··· SUPPLIED RECORDS ···
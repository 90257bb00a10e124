//! CLI argument definitions using clap

use std::path::PathBuf;

use clap::{ArgAction, Parser, Subcommand, ValueHint};

/// Notes and annotations for SBML documents converted from Reactome pathway records
#[derive(Parser, Debug)]
#[command(name = "sbml-notes")]
#[command(author, version, about, long_about = None)]
#[command(propagate_version = true)]
pub struct Cli {
    /// Verbosity (-d info, -dd debug, -ddd trace)
    #[arg(short, long, action = ArgAction::Count, global = true)]
    pub debug: u8,

    /// Explicit config file, applied over the global one
    #[arg(long, global = true, env = "SBML_NOTES_CONFIG", value_hint = ValueHint::FilePath)]
    pub config: Option<PathBuf>,

    #[command(subcommand)]
    pub command: Option<Commands>,
}

#[derive(Subcommand, Debug)]
pub enum Commands {
    /// Annotate a pathway bundle and print the document as JSON
    Annotate {
        /// JSON pathway bundle
        #[arg(value_hint = ValueHint::FilePath)]
        bundle: PathBuf,
        /// Write the report here instead of stdout
        #[arg(short, long, value_hint = ValueHint::FilePath)]
        output: Option<PathBuf>,
    },

    /// Show the flattened structure of a complex
    Structure {
        /// JSON pathway bundle
        #[arg(value_hint = ValueHint::FilePath)]
        bundle: PathBuf,
        /// Stable id of the entity
        st_id: String,
        /// Print the composition tree instead
        #[arg(long)]
        tree: bool,
    },

    /// Sanitize free text for notes (reads stdin without an argument)
    Sanitize {
        /// Text to sanitize
        text: Option<String>,
    },

    /// Manage settings
    Config {
        #[command(subcommand)]
        command: ConfigCommands,
    },

    /// Generate shell completions
    Completion {
        /// Shell type
        #[arg(value_enum)]
        shell: clap_complete::Shell,
    },
}

#[derive(Subcommand, Debug)]
pub enum ConfigCommands {
    /// Show merged config
    Show,

    /// Print config template
    Template,

    /// Show config paths
    Path,
}
//! CLI layer: argument parsing and command dispatch

pub mod args;
pub mod commands;
pub mod error;
pub mod output;

pub use args::{Cli, Commands};
pub use commands::execute;
pub use error::{CliError, CliResult};
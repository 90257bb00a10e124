//! Infrastructure layer: I/O implementations and DI container
//!
//! This layer implements I/O boundary traits and wires up services.

pub mod di;
pub mod document;
pub mod error;
pub mod traits;

pub use document::{AnnotatedNode, InMemoryDocument};
pub use error::{InfraError, InfraResult};
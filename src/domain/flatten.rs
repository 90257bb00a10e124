//! Complex flattening: nested composition to a counted member list.

use std::collections::{HashMap, HashSet};

use tracing::{debug, instrument, warn};

use crate::domain::counter::OccurrenceCounter;
use crate::domain::graph::{resolve_identifier, EntityGraph, EntityIdx};

/// Flatten the composition below `root` into identifier counts.
///
/// Every non-composite descendant is visited, depth first in component
/// order; composites only contribute their members. Returns `None` when
/// any member cannot be resolved to a canonical identifier, since a
/// partial structure would misrepresent the complex.
///
/// All traversal state lives in this call.
#[instrument(level = "debug", skip(graph))]
pub fn flatten(graph: &EntityGraph, root: EntityIdx) -> Option<OccurrenceCounter> {
    let mut flattener = ComplexFlattener::new(graph);
    let expansion = flattener.expand(root);
    if expansion.complete {
        Some(expansion.counter)
    } else {
        debug!("complex has unresolved members, no structure available");
        None
    }
}

/// Members of one composite and whether all of them resolved.
#[derive(Debug, Clone)]
struct Expansion {
    counter: OccurrenceCounter,
    complete: bool,
}

impl Expansion {
    fn new() -> Self {
        Self {
            counter: OccurrenceCounter::new(),
            complete: true,
        }
    }

    fn incomplete() -> Self {
        Self {
            counter: OccurrenceCounter::new(),
            complete: false,
        }
    }

    fn absorb(&mut self, other: &Expansion) {
        self.counter.merge(&other.counter);
        self.complete &= other.complete;
    }
}

struct ComplexFlattener<'g> {
    graph: &'g EntityGraph,
    /// Composites already expanded in this call
    expanded: HashMap<EntityIdx, Expansion>,
    /// Composites on the current path
    in_progress: HashSet<EntityIdx>,
}

impl<'g> ComplexFlattener<'g> {
    fn new(graph: &'g EntityGraph) -> Self {
        Self {
            graph,
            expanded: HashMap::new(),
            in_progress: HashSet::new(),
        }
    }

    fn expand(&mut self, composite: EntityIdx) -> Expansion {
        if let Some(done) = self.expanded.get(&composite) {
            return done.clone();
        }
        let graph = self.graph;
        let Some(entity) = graph.get(composite) else {
            warn!("complex member {:?} is not in the entity graph", composite);
            return Expansion::incomplete();
        };
        if !self.in_progress.insert(composite) {
            warn!("complex {} contains itself", entity.st_id);
            return Expansion::incomplete();
        }

        let mut expansion = Expansion::new();
        for &child in &entity.components {
            let Some(member) = graph.get(child) else {
                warn!(
                    "component {:?} of {} is not in the entity graph",
                    child, entity.st_id
                );
                expansion.complete = false;
                continue;
            };
            if member.kind.is_complex() {
                let nested = self.expand(child);
                expansion.absorb(&nested);
            } else {
                match resolve_identifier(member) {
                    Some(identifier) => expansion.counter.record(identifier),
                    None => {
                        debug!(
                            "member {} ({}) has no canonical identifier",
                            member.st_id, member.kind
                        );
                        expansion.complete = false;
                    }
                }
            }
        }

        self.in_progress.remove(&composite);
        self.expanded.insert(composite, expansion.clone());
        expansion
    }
}

#[cfg(test)]
mod tests {
    use super::*;
    use crate::domain::entities::{EntityKind, EntityRecord, ReferenceEntity};

    fn leaf(st_id: &str, class: &str, identifier: Option<&str>) -> EntityRecord {
        EntityRecord {
            st_id: st_id.to_string(),
            display_name: String::new(),
            schema_class: EntityKind::from(class),
            reference: identifier.map(|id| ReferenceEntity {
                identifier: id.to_string(),
                url: None,
            }),
            components: None,
            summations: vec![],
            literature: vec![],
            inferred_to: vec![],
            inferred_from: vec![],
            modified_residues: vec![],
        }
    }

    fn complex(st_id: &str, components: &[&str]) -> EntityRecord {
        let mut record = leaf(st_id, "Complex", None);
        record.components = Some(components.iter().map(|c| c.to_string()).collect());
        record
    }

    fn flatten_st_id(records: Vec<EntityRecord>, root: &str) -> Option<OccurrenceCounter> {
        let graph = EntityGraph::from_records(&records).expect("graph");
        flatten(&graph, graph.lookup(root).expect("root"))
    }

    #[test]
    fn given_shared_leaf_in_two_branches_when_flattening_then_counts_twice() {
        let records = vec![
            complex("ROOT", &["A", "B"]),
            complex("A", &["P1", "P2"]),
            complex("B", &["P1"]),
            leaf("P1", "EntityWithAccessionedSequence", Some("P1")),
            leaf("P2", "EntityWithAccessionedSequence", Some("P2")),
        ];

        let counter = flatten_st_id(records, "ROOT").expect("complete");

        assert_eq!(counter.render().as_deref(), Some("(2xP1, P2)"));
        assert_eq!(counter.total(), 3);
    }

    #[test]
    fn given_repeated_subcomplex_when_flattening_then_counts_each_occurrence() {
        let records = vec![
            complex("ROOT", &["SUB", "ATP", "SUB"]),
            complex("SUB", &["P1", "P2"]),
            leaf("P1", "EntityWithAccessionedSequence", Some("P1")),
            leaf("P2", "EntityWithAccessionedSequence", Some("P2")),
            leaf("ATP", "SimpleEntity", Some("CHEBI:30616")),
        ];

        let counter = flatten_st_id(records, "ROOT").expect("complete");

        assert_eq!(
            counter.iter().collect::<Vec<_>>(),
            vec![("P1", 2), ("P2", 2), ("CHEBI:30616", 1)]
        );
    }

    #[test]
    fn given_one_unresolved_leaf_when_flattening_then_none() {
        let records = vec![
            complex("ROOT", &["P1", "X", "P2"]),
            leaf("P1", "EntityWithAccessionedSequence", Some("P1")),
            leaf("X", "OtherEntity", None),
            leaf("P2", "SimpleEntity", Some("P2")),
        ];
        assert_eq!(flatten_st_id(records, "ROOT"), None);
    }

    #[test]
    fn given_resolvable_kind_without_reference_when_flattening_then_none() {
        let records = vec![
            complex("ROOT", &["P1"]),
            leaf("P1", "SimpleEntity", None),
        ];
        assert_eq!(flatten_st_id(records, "ROOT"), None);
    }

    #[test]
    fn given_empty_or_absent_components_when_flattening_then_empty_counter() {
        let records = vec![complex("EMPTY", &[]), leaf("NONE", "Complex", None)];
        let graph = EntityGraph::from_records(&records).unwrap();

        let empty = flatten(&graph, graph.lookup("EMPTY").unwrap()).unwrap();
        let absent = flatten(&graph, graph.lookup("NONE").unwrap()).unwrap();

        assert!(empty.is_empty());
        assert!(absent.is_empty());
        assert_eq!(empty.render(), None);
    }

    #[test]
    fn given_cyclic_complex_when_flattening_then_terminates_incomplete() {
        let records = vec![
            complex("A", &["P1", "B"]),
            complex("B", &["A"]),
            leaf("P1", "SimpleEntity", Some("P1")),
        ];
        assert_eq!(flatten_st_id(records, "A"), None);
    }

    #[test]
    fn given_repeated_calls_when_flattening_then_no_state_leaks() {
        let records = vec![
            complex("ROOT", &["P1", "P1"]),
            leaf("P1", "SimpleEntity", Some("P1")),
        ];
        let graph = EntityGraph::from_records(&records).unwrap();
        let root = graph.lookup("ROOT").unwrap();

        let first = flatten(&graph, root).unwrap();
        let second = flatten(&graph, root).unwrap();

        assert_eq!(first, second);
        assert_eq!(second.count("P1"), 2);
    }
}
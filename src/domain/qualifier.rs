//! Controlled-vocabulary terms (MIRIAM qualifiers with resource URIs).

use std::fmt;

use serde::Serialize;

/// Biology (`bqbiol`) and model (`bqmodel`) qualifiers used by the converter.
#[derive(Debug, Clone, Copy, PartialEq, Eq, Hash, Serialize)]
pub enum Qualifier {
    BqbIs,
    BqbHasPart,
    BqbHasVersion,
    BqbIsDescribedBy,
    BqbIsHomologTo,
    BqbOccursIn,
    BqmHasInstance,
}

impl Qualifier {
    pub fn as_str(&self) -> &'static str {
        match self {
            Qualifier::BqbIs => "bqbiol:is",
            Qualifier::BqbHasPart => "bqbiol:hasPart",
            Qualifier::BqbHasVersion => "bqbiol:hasVersion",
            Qualifier::BqbIsDescribedBy => "bqbiol:isDescribedBy",
            Qualifier::BqbIsHomologTo => "bqbiol:isHomologTo",
            Qualifier::BqbOccursIn => "bqbiol:occursIn",
            Qualifier::BqmHasInstance => "bqmodel:hasInstance",
        }
    }
}

impl fmt::Display for Qualifier {
    fn fmt(&self, f: &mut fmt::Formatter<'_>) -> fmt::Result {
        f.write_str(self.as_str())
    }
}

#[derive(Debug, Clone, PartialEq, Eq, Serialize)]
pub struct CvTerm {
    pub qualifier: Qualifier,
    pub resources: Vec<String>,
}

impl CvTerm {
    /// Term for `uris`, or `None` when there is nothing to reference.
    pub fn new(qualifier: Qualifier, uris: Vec<String>) -> Option<Self> {
        if uris.is_empty() {
            None
        } else {
            Some(Self {
                qualifier,
                resources: uris,
            })
        }
    }
}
···
* **WHAT YOU SHOULD DO**:
Out of the data above, return each line where the word "expanded" can be found.

* **SOLUTION**:
    /// Composites already expanded in this call
    expanded: HashMap<EntityIdx, Expansion>,
            expanded: HashMap::new(),
        if let Some(done) = self.expanded.get(&composite) {
        self.expanded.insert(composite, expansion.clone());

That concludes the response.